Tuesday, April 01, 2008

Value Menus: Bad Health and Bad Business

I've been thinking about food advertising a lot lately. Bad thoughts.

On Saturday I moderated a panel on Food and Diet Advertising at the annual meeting of the American Academy of Advertising in San Mateo, Calif. Five excellent papers were presented, and the picture is grim.

Recently former Indiana colleagues of mine from Indiana University performed a large-scale content analysis on food advertising.

In May, my lab group and other Texas Tech colleagues will present research on rural Hispanics and diabetes at the annual meeting of the International Communication Association in Montreal, Canada.

During that research project, we learned that fast food value menu items were a substantial cause of problem. Unfortunately for public health, value menus solve two problems: time and money.
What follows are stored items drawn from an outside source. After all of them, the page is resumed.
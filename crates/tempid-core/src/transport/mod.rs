//! Boundary to the network transport collaborator.
//!
//! Resolvers describe what they need as a [`TransportRequest`]; a
//! [`Transport`] executes it and reports exactly one outcome.

mod http;

#[cfg(test)]
pub(crate) mod mock;

pub use http::HttpTransport;

use async_trait::async_trait;
use tempid_types::TransportError;

/// Description of one backend GET request. The response is always expected
/// to be a JSON document.
#[derive(Debug, Clone, PartialEq, Eq)]
pub struct TransportRequest {
    /// Absolute URL, or a path relative to the transport's base URL.
    pub url: String,
    pub query: Vec<(String, String)>,
    /// Credentialed requests carry the transport's session parameters.
    pub with_credentials: bool,
}

impl TransportRequest {
    pub fn get(url: impl Into<String>) -> Self {
        Self { url: url.into(), query: Vec::new(), with_credentials: true }
    }

    #[must_use]
    pub fn query(mut self, name: impl Into<String>, value: impl Into<String>) -> Self {
        self.query.push((name.into(), value.into()));
        self
    }

    #[must_use]
    pub fn with_credentials(mut self, with_credentials: bool) -> Self {
        self.with_credentials = with_credentials;
        self
    }

    /// Value of the first query parameter called `name`.
    pub fn query_value(&self, name: &str) -> Option<&str> {
        self.query.iter().find(|(n, _)| n == name).map(|(_, v)| v.as_str())
    }
}

/// Executes backend requests.
///
/// Implementations own protocol fallback and timeouts; the returned `Result`
/// guarantees a single success-or-error outcome per request.
#[async_trait]
pub trait Transport: Send + Sync {
    async fn fetch(&self, request: TransportRequest) -> Result<serde_json::Value, TransportError>;

    /// Whether credentialed cross-origin requests are possible. Resolvers fall
    /// back to their legacy request shape when this is `false`.
    fn supports_credentials(&self) -> bool {
        true
    }
}
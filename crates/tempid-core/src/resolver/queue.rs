//! Insertion-ordered map used to group queued requests.

use std::collections::HashMap;
use std::hash::Hash;

/// Map that iterates in first-insertion order.
#[derive(Debug)]
pub(crate) struct OrderedMap<K, V> {
    entries: Vec<(K, V)>,
    index: HashMap<K, usize>,
}

impl<K: Hash + Eq + Clone, V: Default> OrderedMap<K, V> {
    /// Value for `key`, inserting a default at the end when absent.
    pub(crate) fn entry_or_default(&mut self, key: K) -> &mut V {
        let pos = match self.index.get(&key) {
            Some(&pos) => pos,
            None => {
                let pos = self.entries.len();
                self.index.insert(key.clone(), pos);
                self.entries.push((key, V::default()));
                pos
            },
        };
        &mut self.entries[pos].1
    }
}

impl<K, V> OrderedMap<K, V> {
    pub(crate) fn len(&self) -> usize {
        self.entries.len()
    }

    pub(crate) fn is_empty(&self) -> bool {
        self.entries.is_empty()
    }

    pub(crate) fn into_entries(self) -> Vec<(K, V)> {
        self.entries
    }
}

impl<K, V> Default for OrderedMap<K, V> {
    fn default() -> Self {
        Self { entries: Vec::new(), index: HashMap::new() }
    }
}

#[cfg(test)]
mod tests {
    use super::*;

    #[test]
    fn test_keeps_first_insertion_order() {
        let mut map: OrderedMap<&str, Vec<u32>> = OrderedMap::default();
        map.entry_or_default("b").push(1);
        map.entry_or_default("a").push(2);
        map.entry_or_default("b").push(3);

        assert_eq!(map.len(), 2);
        assert_eq!(map.into_entries(), vec![("b", vec![1, 3]), ("a", vec![2])]);
    }
}
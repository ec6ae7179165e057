//! Resolver that groups many keys into size-bounded batch requests.

use std::sync::Arc;
use tempid_types::{BatchRequest, BatchResponse, Subject, TempKey};

use super::{Dispatch, OrderedMap, PendingRequest, Resolver, ResolverInput};
use crate::transport::{Transport, TransportRequest};

/// Query parameter carrying the serialized [`BatchRequest`].
const DATA_PARAM: &str = "data";

/// Sends one GET per batch of at most `max_ids_per_request` keys.
pub struct BatchedResolver {
    transport: Arc<dyn Transport>,
    resolve_url: String,
    max_ids_per_request: usize,
}

impl BatchedResolver {
    pub fn new(
        transport: Arc<dyn Transport>,
        resolve_url: impl Into<String>,
        max_ids_per_request: usize,
    ) -> Self {
        Self {
            transport,
            resolve_url: resolve_url.into(),
            max_ids_per_request: max_ids_per_request.max(1),
        }
    }
}

impl Resolver for BatchedResolver {
    fn name(&self) -> &str {
        "batched"
    }

    fn start_input(&self) -> Box<dyn ResolverInput> {
        Box::new(BatchedInput {
            transport: self.transport.clone(),
            resolve_url: self.resolve_url.clone(),
            max_ids_per_request: self.max_ids_per_request,
            subjects: OrderedMap::default(),
        })
    }
}

/// All callers waiting for one pair.
struct QueuedPair {
    subject: Subject,
    key: TempKey,
    requests: Vec<PendingRequest>,
}

struct BatchedInput {
    transport: Arc<dyn Transport>,
    resolve_url: String,
    max_ids_per_request: usize,
    subjects: OrderedMap<Subject, OrderedMap<TempKey, Vec<PendingRequest>>>,
}

impl ResolverInput for BatchedInput {
    fn resolve(&mut self, request: PendingRequest) {
        let key = request.key.clone();
        self.subjects.entry_or_default(request.subject.clone()).entry_or_default(key).push(request);
    }

    fn end_input(self: Box<Self>, dispatch: &mut Dispatch) {
        let pairs: Vec<QueuedPair> = self
            .subjects
            .into_entries()
            .into_iter()
            .flat_map(|(subject, keys)| {
                keys.into_entries().into_iter().map(move |(key, requests)| QueuedPair {
                    subject: subject.clone(),
                    key,
                    requests,
                })
            })
            .collect();

        if pairs.is_empty() {
            return;
        }

        let batches = partition_batches(pairs, self.max_ids_per_request);
        tracing::debug!("[BatchedResolver] Dispatching {} batch request(s)", batches.len());

        for batch in batches {
            let transport = self.transport.clone();
            let url = self.resolve_url.clone();
            dispatch.spawn(async move {
                run_batch(transport.as_ref(), &url, batch).await;
            });
        }
    }
}

/// Greedy, order-preserving split into chunks of at most `max` items.
pub fn partition_batches<T>(items: Vec<T>, max: usize) -> Vec<Vec<T>> {
    let max = max.max(1);
    let mut batches = Vec::with_capacity(items.len().div_ceil(max));
    let mut current = Vec::with_capacity(max);
    for item in items {
        if current.len() >= max {
            batches.push(std::mem::replace(&mut current, Vec::with_capacity(max)));
        }
        current.push(item);
    }
    if !current.is_empty() {
        batches.push(current);
    }
    batches
}

async fn run_batch(transport: &dyn Transport, url: &str, batch: Vec<QueuedPair>) {
    let mut payload = BatchRequest::default();
    for pair in &batch {
        payload.push(&pair.subject, &pair.key);
    }
    let data = match serde_json::to_string(&payload) {
        Ok(data) => data,
        Err(e) => {
            tracing::warn!("[BatchedResolver] Could not serialize batch: {}", e);
            return;
        },
    };

    let request = TransportRequest::get(url).query(DATA_PARAM, data);
    let response = match transport.fetch(request).await {
        Ok(payload) => payload,
        Err(e) => {
            tracing::warn!(
                keys = payload.key_count(),
                status = e.status(),
                "[BatchedResolver] Batch request failed, dropping its requests: {}",
                e
            );
            return;
        },
    };

    let response = BatchResponse::from(response);
    if !response.is_object() {
        tracing::warn!(
            keys = payload.key_count(),
            "[BatchedResolver] Batch response is not an object, dropping its requests"
        );
        return;
    }

    for pair in batch {
        match response.value(&pair.subject, &pair.key) {
            Some(value) => {
                for request in pair.requests {
                    request.complete(value.clone());
                }
            },
            None => tracing::debug!(
                subject = %pair.subject,
                key = %pair.key,
                "[BatchedResolver] Pair missing from response"
            ),
        }
    }
}
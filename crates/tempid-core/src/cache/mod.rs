//! Bounded `(subject, temp-ID) -> value` cache.
//!
//! Two interchangeable backends share one eviction implementation
//! ([`CacheIndex`]):
//!
//! - [`MemoryCache`] lives as long as the process.
//! - [`PersistentCache`] mirrors itself into a [`SessionStorage`] after every
//!   mutation and rehydrates from it when opened.
//!
//! Eviction is a reset-under-pressure policy rather than LRU: once the store
//! holds `max_items` entries, an insert first drops every entry older than
//! `max_age`, and if that frees nothing the whole store is cleared.

mod clock;
mod memory;
mod persistent;
mod storage;


pub use clock::{Clock, ManualClock, SystemClock};
pub use memory::MemoryCache;
pub use persistent::PersistentCache;
pub use storage::{FileSessionStorage, MemorySessionStorage, SessionStorage};

use serde::{Deserialize, Serialize};
use std::collections::HashMap;
use std::time::Duration;
use tempid_types::{CacheConfig, ResolvedValue, Subject, TempKey};

/// Read/write access to resolved values shared by the engine and its callers.
pub trait TempIdCache: Send + Sync {
    /// Pure lookup; never touches the network and never evicts.
    fn get_value(&self, subject: &Subject, key: &TempKey) -> Option<ResolvedValue>;

    /// Inserts or atomically replaces an entry, evicting first when full.
    fn set_value(&self, subject: &Subject, key: &TempKey, value: ResolvedValue);

    /// Removes one entry, or the key under every subject when `subject` is `None`.
    fn clear_value(&self, subject: Option<&Subject>, key: &TempKey);

    /// Number of live entries.
    fn len(&self) -> usize;

    fn is_empty(&self) -> bool {
        self.len() == 0
    }

    /// Drops every entry.
    fn clear(&self);
}

/// Capacity and age bounds of a cache.
#[derive(Debug, Clone, Copy, PartialEq, Eq)]
pub struct CacheLimits {
    pub max_age: Duration,
    pub max_items: usize,
}

impl Default for CacheLimits {
    fn default() -> Self {
        Self { max_age: Duration::from_secs(12 * 60), max_items: 1000 }
    }
}

impl From<&CacheConfig> for CacheLimits {
    fn from(config: &CacheConfig) -> Self {
        Self { max_age: Duration::from_secs(config.max_age_secs), max_items: config.max_items }
    }
}

/// Stored value with its insertion time in epoch milliseconds.
#[derive(Debug, Clone, PartialEq, Serialize, Deserialize)]
pub(crate) struct CacheEntry {
    pub(crate) time: i64,
    pub(crate) value: ResolvedValue,
}

pub(crate) type SubjectMap = HashMap<Subject, HashMap<TempKey, CacheEntry>>;

/// Storage model and eviction policy shared by both backends.
#[derive(Debug, Clone, Default)]
pub(crate) struct CacheIndex {
    subjects: SubjectMap,
    item_count: usize,
    limits: CacheLimits,
}

impl CacheIndex {
    pub(crate) fn new(limits: CacheLimits) -> Self {
        Self { subjects: HashMap::new(), item_count: 0, limits }
    }

    /// Rebuilds an index from persisted state, recounting the entries.
    pub(crate) fn from_subjects(subjects: SubjectMap, limits: CacheLimits) -> Self {
        let item_count = subjects.values().map(HashMap::len).sum();
        Self { subjects, item_count, limits }
    }

    pub(crate) fn subjects(&self) -> &SubjectMap {
        &self.subjects
    }

    pub(crate) fn len(&self) -> usize {
        self.item_count
    }

    pub(crate) fn get(&self, subject: &Subject, key: &TempKey) -> Option<&ResolvedValue> {
        self.subjects.get(subject).and_then(|keys| keys.get(key)).map(|entry| &entry.value)
    }

    pub(crate) fn insert(
        &mut self,
        subject: &Subject,
        key: &TempKey,
        value: ResolvedValue,
        now_millis: i64,
    ) {
        if self.item_count >= self.limits.max_items {
            let removed = self.sweep_expired(now_millis);
            tracing::debug!(
                "[TempIdCache] Capacity sweep removed {} expired entries ({} left)",
                removed,
                self.item_count
            );
        }
        if self.item_count >= self.limits.max_items {
            tracing::debug!(
                "[TempIdCache] Still at capacity ({}) after sweep, resetting cache",
                self.item_count
            );
            self.clear();
        }

        let entry = CacheEntry { time: now_millis, value };
        if self.subjects.entry(subject.clone()).or_default().insert(key.clone(), entry).is_none() {
            self.item_count += 1;
        }
    }

    /// Removes matching entries and returns how many were dropped.
    pub(crate) fn remove(&mut self, subject: Option<&Subject>, key: &TempKey) -> usize {
        let removed = match subject {
            Some(subject) => self
                .subjects
                .get_mut(subject)
                .and_then(|keys| keys.remove(key))
                .map_or(0, |_| 1),
            None => self.subjects.values_mut().filter_map(|keys| keys.remove(key)).count(),
        };
        self.subjects.retain(|_, keys| !keys.is_empty());
        self.item_count -= removed;
        removed
    }

    pub(crate) fn clear(&mut self) {
        self.subjects.clear();
        self.item_count = 0;
    }

    /// Drops every entry inserted before `now - max_age`.
    pub(crate) fn sweep_expired(&mut self, now_millis: i64) -> usize {
        let max_age_millis = i64::try_from(self.limits.max_age.as_millis()).unwrap_or(i64::MAX);
        let cutoff = now_millis.saturating_sub(max_age_millis);
        let before = self.item_count;

        for keys in self.subjects.values_mut() {
            keys.retain(|_, entry| entry.time >= cutoff);
        }
        self.subjects.retain(|_, keys| !keys.is_empty());
        self.item_count = self.subjects.values().map(HashMap::len).sum();
        before - self.item_count
    }
}
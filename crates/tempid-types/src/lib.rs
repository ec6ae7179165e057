//! # Temp-ID Types
//!
//! Core types, wire payloads and error definitions for the temp-ID resolver.
//!
//! - **`ids`** - `Subject` / `TempKey` identifiers and the resolved value alias
//! - **`wire`** - Request/response payloads exchanged with resolve backends
//! - **`config`** - Engine configuration with serde defaults and validation
//! - **`error`** - Typed error hierarchy for config, transport and storage
//!
//! ## Architecture Role
//!
//! ```text
//!        tempid-types (this crate)
//!               │
//!               ▼
//!         tempid-core
//!               │
//!               ▼
//!         tempid-cli
//! ```

pub mod config;
pub mod error;
pub mod ids;
pub mod wire;

pub use config::{
    BatchConfig, CacheConfig, DefaultResolverKind, EngineConfig, PerKeyConfig, TransportConfig,
};
pub use error::{ConfigError, StorageError, TransportError};
pub use ids::{ResolvedValue, Subject, TempKey};
pub use wire::{BatchRequest, BatchResponse, HttpErrorEnvelope, IdEntry, PatientRecord};
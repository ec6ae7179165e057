//! Process-lifetime cache backend.

use parking_lot::Mutex;
use std::sync::Arc;
use tempid_types::{ResolvedValue, Subject, TempKey};

use super::{CacheIndex, CacheLimits, Clock, SystemClock, TempIdCache};

/// Volatile cache; contents vanish with the process.
pub struct MemoryCache {
    index: Mutex<CacheIndex>,
    clock: Arc<dyn Clock>,
}

impl MemoryCache {
    pub fn new(limits: CacheLimits) -> Self {
        Self::with_clock(limits, Arc::new(SystemClock))
    }

    pub fn with_clock(limits: CacheLimits, clock: Arc<dyn Clock>) -> Self {
        Self { index: Mutex::new(CacheIndex::new(limits)), clock }
    }
}

impl Default for MemoryCache {
    fn default() -> Self {
        Self::new(CacheLimits::default())
    }
}

impl TempIdCache for MemoryCache {
    fn get_value(&self, subject: &Subject, key: &TempKey) -> Option<ResolvedValue> {
        self.index.lock().get(subject, key).cloned()
    }

    fn set_value(&self, subject: &Subject, key: &TempKey, value: ResolvedValue) {
        let now = self.clock.now_millis();
        self.index.lock().insert(subject, key, value, now);
    }

    fn clear_value(&self, subject: Option<&Subject>, key: &TempKey) {
        let removed = self.index.lock().remove(subject, key);
        tracing::debug!("[TempIdCache] Invalidated {} entries for key {}", removed, key);
    }

    fn len(&self) -> usize {
        self.index.lock().len()
    }

    fn clear(&self) {
        self.index.lock().clear();
    }
}
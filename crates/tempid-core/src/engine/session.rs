//! One collection pass of the resolution engine.

use parking_lot::Mutex;
use std::sync::Arc;
use tempid_types::{ResolvedValue, Subject, TempKey};

use crate::cache::TempIdCache;
use crate::resolver::{Dispatch, PendingRequest, ResolverInput, ResolverRegistry};

/// Fires once every request of a session has resolved.
pub type CompletionCallback = Box<dyn FnOnce() + Send>;

struct Progress {
    outstanding: usize,
    input_closed: bool,
    on_complete: Option<CompletionCallback>,
}

/// Outstanding-request counter shared by every wrapped callback of a session.
#[derive(Clone)]
struct SessionProgress(Arc<Mutex<Progress>>);

impl SessionProgress {
    fn new(on_complete: Option<CompletionCallback>) -> Self {
        Self(Arc::new(Mutex::new(Progress { outstanding: 0, input_closed: false, on_complete })))
    }

    fn outstanding(&self) -> usize {
        self.0.lock().outstanding
    }

    fn begin_request(&self) {
        self.0.lock().outstanding += 1;
    }

    fn finish_request(&self) {
        let ready = {
            let mut progress = self.0.lock();
            progress.outstanding = progress.outstanding.saturating_sub(1);
            Self::take_if_done(&mut progress)
        };
        Self::fire(ready);
    }

    fn close_input(&self) {
        let ready = {
            let mut progress = self.0.lock();
            progress.input_closed = true;
            Self::take_if_done(&mut progress)
        };
        Self::fire(ready);
    }

    // Completion is only possible once input is closed, so a resolver that
    // answers synchronously cannot end the session early.
    fn take_if_done(progress: &mut Progress) -> Option<CompletionCallback> {
        if progress.input_closed && progress.outstanding == 0 {
            progress.on_complete.take()
        } else {
            None
        }
    }

    fn fire(ready: Option<CompletionCallback>) {
        if let Some(on_complete) = ready {
            tracing::debug!("[ResolutionEngine] Session complete");
            on_complete();
        }
    }
}

/// Collects resolution requests between `start_input` and [`end_input`].
///
/// Created by [`ResolutionEngine::start_input`](super::ResolutionEngine::start_input).
///
/// [`end_input`]: ResolutionSession::end_input
pub struct ResolutionSession {
    cache: Option<Arc<dyn TempIdCache>>,
    registry: Arc<ResolverRegistry>,
    inputs: Vec<Box<dyn ResolverInput>>,
    progress: SessionProgress,
}

impl ResolutionSession {
    pub(crate) fn new(
        cache: Option<Arc<dyn TempIdCache>>,
        registry: Arc<ResolverRegistry>,
        on_complete: Option<CompletionCallback>,
    ) -> Self {
        let inputs = registry.resolvers().iter().map(|resolver| resolver.start_input()).collect();
        Self { cache, registry, inputs, progress: SessionProgress::new(on_complete) }
    }

    /// Requests the value of `(subject, key)`.
    ///
    /// A cache hit calls `callback` before returning; a cached `null` is not a
    /// hit. A miss queues the request with the subject's resolver; the
    /// callback then runs once the value arrives, after the value has been
    /// written to the cache. If the backend never answers, the callback is
    /// never called.
    pub fn resolve(
        &mut self,
        subject: impl Into<Subject>,
        key: impl Into<TempKey>,
        callback: impl FnOnce(ResolvedValue) + Send + 'static,
    ) {
        let subject = subject.into();
        let key = key.into();

        let cached = self
            .cache
            .as_ref()
            .and_then(|cache| cache.get_value(&subject, &key))
            .filter(|value| !value.is_null());
        if let Some(value) = cached {
            tracing::debug!(subject = %subject, key = %key, "[ResolutionEngine] Cache hit");
            callback(value);
            return;
        }

        let Some(position) = self.registry.lookup(&subject) else {
            tracing::warn!(
                subject = %subject,
                key = %key,
                "[ResolutionEngine] No resolver for subject, dropping request"
            );
            return;
        };

        self.progress.begin_request();
        let cache = self.cache.clone();
        let progress = self.progress.clone();
        let (cached_subject, cached_key) = (subject.clone(), key.clone());
        let wrapped = move |value: ResolvedValue| {
            if let Some(cache) = &cache {
                cache.set_value(&cached_subject, &cached_key, value.clone());
            }
            callback(value);
            progress.finish_request();
        };

        self.inputs[position].resolve(PendingRequest::new(subject, key, wrapped));
    }

    /// Requests queued and not yet answered.
    pub fn outstanding(&self) -> usize {
        self.progress.outstanding()
    }

    /// Ends the input phase and dispatches every resolver's requests.
    ///
    /// When nothing is outstanding (all cache hits) the completion callback
    /// runs here, before any dispatch. Must be called inside a tokio runtime.
    pub fn end_input(self) -> Dispatch {
        tracing::debug!(
            outstanding = self.progress.outstanding(),
            "[ResolutionEngine] Input closed, dispatching"
        );
        self.progress.close_input();

        let mut dispatch = Dispatch::new();
        for input in self.inputs {
            input.end_input(&mut dispatch);
        }
        dispatch
    }
}
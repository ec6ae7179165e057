//! Resolution engine: cache short-circuit, request dedup, resolver selection
//! and exactly-once fan-out of resolved values.
//!
//! ```text
//! start_input ──► ResolutionSession ──resolve()*──► end_input ──► Dispatch
//!   (Idle)           (Collecting)                    (Dispatching)   │
//!                                                                     ▼
//!                     cache write-through ◄── callbacks ◄── resolvers' network calls
//! ```

mod session;


pub use session::{CompletionCallback, ResolutionSession};

use parking_lot::Mutex;
use std::collections::HashMap;
use std::path::PathBuf;
use std::sync::Arc;
use tempid_types::{
    CacheConfig, DefaultResolverKind, EngineConfig, ResolvedValue, Subject, TempKey,
};

use crate::cache::{CacheLimits, FileSessionStorage, MemoryCache, PersistentCache, TempIdCache};
use crate::error::CoreResult;
use crate::resolver::{
    BatchedResolver, PerKeyResolver, Resolver, ResolverRegistry, ResolverRegistryBuilder,
};
use crate::transport::{HttpTransport, Transport};

/// Entry point used by page-scanning collaborators.
pub struct ResolutionEngine {
    cache: Option<Arc<dyn TempIdCache>>,
    registry: Arc<ResolverRegistry>,
}

impl ResolutionEngine {
    pub fn builder() -> ResolutionEngineBuilder {
        ResolutionEngineBuilder::default()
    }

    /// Engine wired from configuration with an [`HttpTransport`].
    pub fn from_config(config: &EngineConfig) -> CoreResult<Self> {
        let transport = Arc::new(HttpTransport::new(&config.transport)?);
        Ok(ResolutionEngineBuilder::from_config(config, transport)?.build())
    }

    /// Opens a resolution session. `on_complete` fires once every request of
    /// the session has resolved.
    pub fn start_input(&self, on_complete: Option<CompletionCallback>) -> ResolutionSession {
        ResolutionSession::new(self.cache.clone(), self.registry.clone(), on_complete)
    }

    /// Resolves `pairs` in one session and waits for every network call.
    ///
    /// Pairs the backend did not answer are absent from the result.
    pub async fn resolve_all(
        &self,
        pairs: impl IntoIterator<Item = (Subject, TempKey)>,
    ) -> HashMap<(Subject, TempKey), ResolvedValue> {
        let results: Arc<Mutex<HashMap<(Subject, TempKey), ResolvedValue>>> = Arc::default();

        let mut session = self.start_input(None);
        for (subject, key) in pairs {
            let results = results.clone();
            let pair = (subject.clone(), key.clone());
            session.resolve(subject, key, move |value| {
                results.lock().insert(pair, value);
            });
        }
        session.end_input().join().await;

        let resolved = std::mem::take(&mut *results.lock());
        resolved
    }

    /// Drops a cached value; with `subject == None` the key is dropped under
    /// every subject.
    pub fn invalidate(&self, subject: Option<&Subject>, key: &TempKey) {
        if let Some(cache) = &self.cache {
            cache.clear_value(subject, key);
        }
    }

    /// Number of cached values, 0 when caching is disabled.
    pub fn cached_items(&self) -> usize {
        self.cache.as_ref().map_or(0, |cache| cache.len())
    }

    pub fn cache(&self) -> Option<&Arc<dyn TempIdCache>> {
        self.cache.as_ref()
    }

    pub fn registry(&self) -> &ResolverRegistry {
        &self.registry
    }
}

#[derive(Default)]
pub struct ResolutionEngineBuilder {
    cache: Option<Arc<dyn TempIdCache>>,
    registry: ResolverRegistryBuilder,
}

impl ResolutionEngineBuilder {
    /// Builder pre-populated from configuration. Custom per-subject resolvers
    /// can still be added before [`build`](Self::build).
    pub fn from_config(config: &EngineConfig, transport: Arc<dyn Transport>) -> CoreResult<Self> {
        config.validate_config()?;

        let mut builder = Self::default();
        if config.cache.enabled {
            builder = builder.cache(open_cache(&config.cache)?);
        }

        let default: Option<Arc<dyn Resolver>> = match config.default_resolver {
            DefaultResolverKind::Batched => Some(Arc::new(BatchedResolver::new(
                transport,
                config.batch.resolve_url.clone(),
                config.batch.max_ids_per_request,
            ))),
            DefaultResolverKind::PerKey => {
                let base_url = config.per_key.base_url.as_deref().unwrap_or_default();
                Some(Arc::new(PerKeyResolver::new(transport, base_url)?))
            },
            DefaultResolverKind::None => None,
        };
        if let Some(default) = default {
            builder = builder.default_resolver(default);
        }

        tracing::info!(
            cache_enabled = config.cache.enabled,
            persistent = config.cache.persistent,
            default_resolver = ?config.default_resolver,
            "[ResolutionEngine] Configured"
        );
        Ok(builder)
    }

    #[must_use]
    pub fn cache(mut self, cache: Arc<dyn TempIdCache>) -> Self {
        self.cache = Some(cache);
        self
    }

    #[must_use]
    pub fn default_resolver(mut self, resolver: Arc<dyn Resolver>) -> Self {
        self.registry = self.registry.default_resolver(resolver);
        self
    }

    /// Overrides the default resolver for one subject.
    #[must_use]
    pub fn subject_resolver(
        mut self,
        subject: impl Into<Subject>,
        resolver: Arc<dyn Resolver>,
    ) -> Self {
        self.registry = self.registry.subject_resolver(subject, resolver);
        self
    }

    pub fn build(self) -> ResolutionEngine {
        ResolutionEngine { cache: self.cache, registry: Arc::new(self.registry.build()) }
    }
}

/// Opens the configured cache backend. Unreadable persisted state starts
/// over empty.
pub fn open_cache(config: &CacheConfig) -> CoreResult<Arc<dyn TempIdCache>> {
    let limits = CacheLimits::from(config);
    if !config.persistent {
        return Ok(Arc::new(MemoryCache::new(limits)));
    }

    let path = match &config.storage_path {
        Some(path) => PathBuf::from(path),
        None => FileSessionStorage::default_path()?,
    };
    let storage = FileSessionStorage::open(&path).unwrap_or_else(|e| {
        tracing::warn!(
            "[TempIdCache] Ignoring unreadable session storage {}: {}",
            path.display(),
            e
        );
        FileSessionStorage::empty(&path)
    });
    Ok(Arc::new(PersistentCache::open(storage, config.namespace.clone(), limits)))
}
You can eat quickly and inexpensively on the dollar menu. Unfortunately, it's bad for your health.

All of which is a long introduction to explain the joy I had today when I opened the Advertising Age that came in the mail to see the headline "Value Menus Cost Operators Dearly: Burger King franchisee in New York shutters stores, blames dollar offerings."

Thousands of people will die prematurely -- and society will pay countless dollars in public health bills -- because of these value menus. I am glad to see that value menus are becoming bad business for the franchisees.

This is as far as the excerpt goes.